"Sinkin' Soon" is a song written by Norah Jones and Lee Alexander, and is the second single from Jones's third solo album, Not Too Late (2007). It was released in the United States on March 26, 2007 (see 2007 in music).

Alexander wrote most of the song, with Jones composing the bridge. According to Jones, they couldn't play the whole song before they recorded it, so they went out for dinner and drank beer. "I guess we needed a little bit of that drunken sailor vibe because we came back and recorded this on the first take", Jones said.

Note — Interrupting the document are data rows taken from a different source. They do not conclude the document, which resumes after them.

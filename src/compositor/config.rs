//! # 配置模块
//!
//! ## 设计思路
//!
//! 将所有“可调策略”集中到 `CompositorConfig`，保证运行时行为可观测、可调整、可测试。
//! 其中渲染档位（quality / balanced / speed）作为高层语义，映射到预览尺寸与滤镜组合。
//! 最终编码始终使用高质量滤镜，档位只影响交互预览。
//!
//! ## 实现思路
//!
//! - `Default` 提供生产可用的平衡配置。
//! - `RenderProfile` 负责档位字符串解析与反向输出。
//! - `apply_render_profile` 将档位转换为具体参数。
//! - `infer_render_profile` 用于从当前配置反推档位（给调用方展示状态）。
//! - 背景色支持按素材类别覆盖，未覆盖时使用全局背景（默认黑色）。

use std::collections::HashMap;

use image::imageops::FilterType;

use super::{AssetCategory, Background, CompositorError};

pub const DEFAULT_JPEG_QUALITY: u8 = 92;

/// 合成器配置。
///
/// 字段覆盖了读取、解码、预览、编码四个阶段。
#[derive(Debug, Clone)]
pub struct CompositorConfig {
    /// 读取原始字节时允许的最大文件体积（字节）。
    pub max_file_size: u64,
    /// 解码后的像素上限（`width * height`）。
    pub max_decoded_pixels: u64,
    /// 解码阶段允许的预计内存上限（按 RGBA 估算，字节）。
    pub max_decoded_bytes: u64,
    /// 预览画布最长边（像素），目标尺寸更大时等比缩小显示。
    pub preview_max_dimension: u32,
    /// 预览重采样滤镜。
    pub preview_filter: FilterType,
    /// 最终编码重采样滤镜。
    pub final_filter: FilterType,
    /// JPEG 编码质量（1~100）。
    pub jpeg_quality: u8,
    /// 全局背景色（contain / 缩小时的留白填充）。
    pub background: Background,
    /// 按类别覆盖的背景色。
    pub category_backgrounds: HashMap<AssetCategory, Background>,
}

impl Default for CompositorConfig {
    fn default() -> Self {
        Self {
            max_file_size: 50 * 1024 * 1024,
            max_decoded_pixels: 40_000_000,
            max_decoded_bytes: 160 * 1024 * 1024,
            preview_max_dimension: 960,
            preview_filter: FilterType::Triangle,
            final_filter: FilterType::Lanczos3,
            jpeg_quality: DEFAULT_JPEG_QUALITY,
            background: Background::BLACK,
            category_backgrounds: HashMap::new(),
        }
    }
}

/// 预览渲染档位。
///
/// - `Quality`：大尺寸、高质量滤镜
/// - `Balanced`：质量与响应速度平衡
/// - `Speed`：小尺寸、最近邻采样，拖动滑块时最流畅
#[derive(Debug, Clone, Copy, PartialEq, Eq)]
pub enum RenderProfile {
    Quality,
    Balanced,
    Speed,
}

impl RenderProfile {
    /// 从外部字符串解析档位。
    ///
    /// # 示例
    /// ```rust
    /// use asset_compositor::compositor::RenderProfile;
    ///
    /// let p = RenderProfile::from_str("balanced")?;
    /// assert_eq!(p.as_str(), "balanced");
    /// # Ok::<(), asset_compositor::compositor::CompositorError>(())
    /// ```
    #[allow(clippy::should_implement_trait)]
    pub fn from_str(profile: &str) -> Result<Self, CompositorError> {
        match profile.trim().to_lowercase().as_str() {
            "quality" => Ok(Self::Quality),
            "balanced" => Ok(Self::Balanced),
            "speed" => Ok(Self::Speed),
            other => Err(CompositorError::InvalidSpec(format!(
                "未知渲染档位：{}（可选：quality / balanced / speed）",
                other
            ))),
        }
    }

    /// 将档位输出为稳定字符串，供设置文件持久化与展示。
    pub fn as_str(self) -> &'static str {
        match self {
            Self::Quality => "quality",
            Self::Balanced => "balanced",
            Self::Speed => "speed",
        }
    }
}

impl CompositorConfig {
    /// 基于当前参数反推渲染档位。
    pub fn infer_render_profile(&self) -> RenderProfile {
        if self.preview_max_dimension >= 1920 && self.preview_filter == FilterType::Lanczos3 {
            return RenderProfile::Quality;
        }

        if self.preview_max_dimension <= 640 || self.preview_filter == FilterType::Nearest {
            return RenderProfile::Speed;
        }

        RenderProfile::Balanced
    }

    /// 应用指定渲染档位到实际参数。
    pub fn apply_render_profile(&mut self, profile: RenderProfile) {
        match profile {
            RenderProfile::Quality => {
                self.preview_max_dimension = 1920;
                self.preview_filter = FilterType::Lanczos3;
            }
            RenderProfile::Balanced => {
                self.preview_max_dimension = 960;
                self.preview_filter = FilterType::Triangle;
            }
            RenderProfile::Speed => {
                self.preview_max_dimension = 640;
                self.preview_filter = FilterType::Nearest;
            }
        }
    }

    /// 解析某类别实际使用的背景色。
    pub fn background_for(&self, category: Option<AssetCategory>) -> Background {
        category
            .and_then(|c| self.category_backgrounds.get(&c).copied())
            .unwrap_or(self.background)
    }

    /// 校验 JPEG 质量参数。
    pub fn validate_jpeg_quality(quality: u8) -> Result<u8, CompositorError> {
        if !(1..=100).contains(&quality) {
            return Err(CompositorError::InvalidSpec(format!(
                "JPEG 质量必须在 1~100 之间：{}",
                quality
            )));
        }
        Ok(quality)
    }
}

#[cfg(test)]
mod tests {
    use super::*;

    #[test]
    fn default_config_is_balanced() {
        let config = CompositorConfig::default();
        assert_eq!(config.infer_render_profile(), RenderProfile::Balanced);
        assert_eq!(config.jpeg_quality, 92);
        assert_eq!(config.background, Background::BLACK);
    }

    #[test]
    fn profile_apply_and_infer_roundtrip() {
        let mut config = CompositorConfig::default();
        for profile in [RenderProfile::Quality, RenderProfile::Speed, RenderProfile::Balanced] {
            config.apply_render_profile(profile);
            assert_eq!(config.infer_render_profile(), profile);
        }
    }

    #[test]
    fn unknown_profile_is_rejected() {
        assert!(matches!(
            RenderProfile::from_str("ultra"),
            Err(CompositorError::InvalidSpec(_))
        ));
        assert_eq!(RenderProfile::from_str(" SPEED ").unwrap(), RenderProfile::Speed);
    }

    #[test]
    fn category_background_overrides_global() {
        let mut config = CompositorConfig::default();
        config
            .category_backgrounds
            .insert(AssetCategory::Flyer, Background::rgb(255, 255, 255));

        assert_eq!(config.background_for(Some(AssetCategory::Flyer)), Background::rgb(255, 255, 255));
        assert_eq!(config.background_for(Some(AssetCategory::Hero)), Background::BLACK);
        assert_eq!(config.background_for(None), Background::BLACK);
    }

    #[test]
    fn jpeg_quality_bounds() {
        assert!(CompositorConfig::validate_jpeg_quality(0).is_err());
        assert!(CompositorConfig::validate_jpeg_quality(101).is_err());
        assert_eq!(CompositorConfig::validate_jpeg_quality(92).unwrap(), 92);
    }
}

Jones's old friend J. Walter Hawkes contributed a trombone solo, and M. Ward performed backing vocals.

Music video

The music video was filmed in November 2006 and directed by Ace Norton, who directed the video for Jones's previous single, "Thinking About You". It was shot in one day at an industrial strip south of downtown Los Angeles and features special effects and stop motion animation. It was released on March 1, 2007.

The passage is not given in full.